The Loop

Sister aces are rare, but not unprecedented

November 11, 2010

What happened Tuesday for sisters and University of Central Oklahoma teammates Erica and Lindsey Bensch on a golf course in Edmond, Okla., was a great example of what occurs nowadays in the world of golf records and rarities.

As unique and crazy and unbelievable as it was for the two to ace a hole during the same round of golf at KickingBird Golf Club, our authoritative records show it had been done before, and with a little more pizazz. The Bensch's are the third set of sisters Golf Digest has recorded acing a hole in the same round. In 2006, a pair of identical twin sisters made back-to-back holes-in-one in California. And in 2005, another pair of sisters in California made back-to-back aces. And in another family twist, also in 2005, a pair of female cousins each made an ace on the same hole, in the same round, back-to-back in the same group.

We figure the odds of two average players making a hole-in-one in the same round are 17 million to 1. The Bensch's are presumably better than average as college players, which would improve the odds, but as sisters, would that figure to be a rarer event than if it had been two unrelated players? We'll figure that everything equals out and stick with the 17 million to 1; that is still strong odds against it happening. (Read David Owen's essay on holes-in-one).

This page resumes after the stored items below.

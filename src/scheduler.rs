//! Periodic timers for polled work.
//!
//! The control loop runs at a fixed cadence (100 ms by default) but some
//! work, such as sensor sampling, wants a slower period.  An
//! [`IntervalTimer`] answers "is it time yet?" once per iteration without
//! any hardware timer or callback.
//!
//! ```text
//!  poll(now)   ──▶  first call arms the timer, returns false
//!              ──▶  now - last >= period  → true, last = now
//!              ──▶  otherwise             → false
//! ```

use log::debug;

// ═══════════════════════════════════════════════════════════════
//  IntervalTimer
// ═══════════════════════════════════════════════════════════════

#[derive(Debug, Clone)]
pub struct IntervalTimer {
    label: &'static str,
    period_ms: u64,
    last_ms: Option<u64>,
    fired: u32,
}

impl IntervalTimer {
    pub fn new(label: &'static str, period_ms: u32) -> Self {
        Self {
            label,
            period_ms: u64::from(period_ms),
            last_ms: None,
            fired: 0,
        }
    }

    /// `true` once per elapsed period.  A late poll fires once and
    /// restarts the period from `now_ms`; missed periods are not replayed.
    pub fn poll(&mut self, now_ms: u64) -> bool {
        let Some(last) = self.last_ms else {
            self.last_ms = Some(now_ms);
            return false;
        };
        if now_ms.saturating_sub(last) < self.period_ms {
            return false;
        }
        self.last_ms = Some(now_ms);
        self.fired = self.fired.wrapping_add(1);
        debug!("timer '{}' fired at {} ms", self.label, now_ms);
        true
    }

    /// Restart the period from `now_ms`.
    pub fn reset(&mut self, now_ms: u64) {
        self.last_ms = Some(now_ms);
    }

    pub fn period_ms(&self) -> u64 {
        self.period_ms
    }

    pub fn fired_count(&self) -> u32 {
        self.fired
    }
}

// ═══════════════════════════════════════════════════════════════
//  Tests
// ═══════════════════════════════════════════════════════════════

Where the Bensch sisters can claim their feat was a little more special is that, although they didn't go back to back, they had their great day on a regulation-length course while the two sets of California aces took place on executive-length layouts. So Erica and Lindsey will enter our record books as not the first sisters to make aces in the same round but will have their own distinction to a remarkable achievement.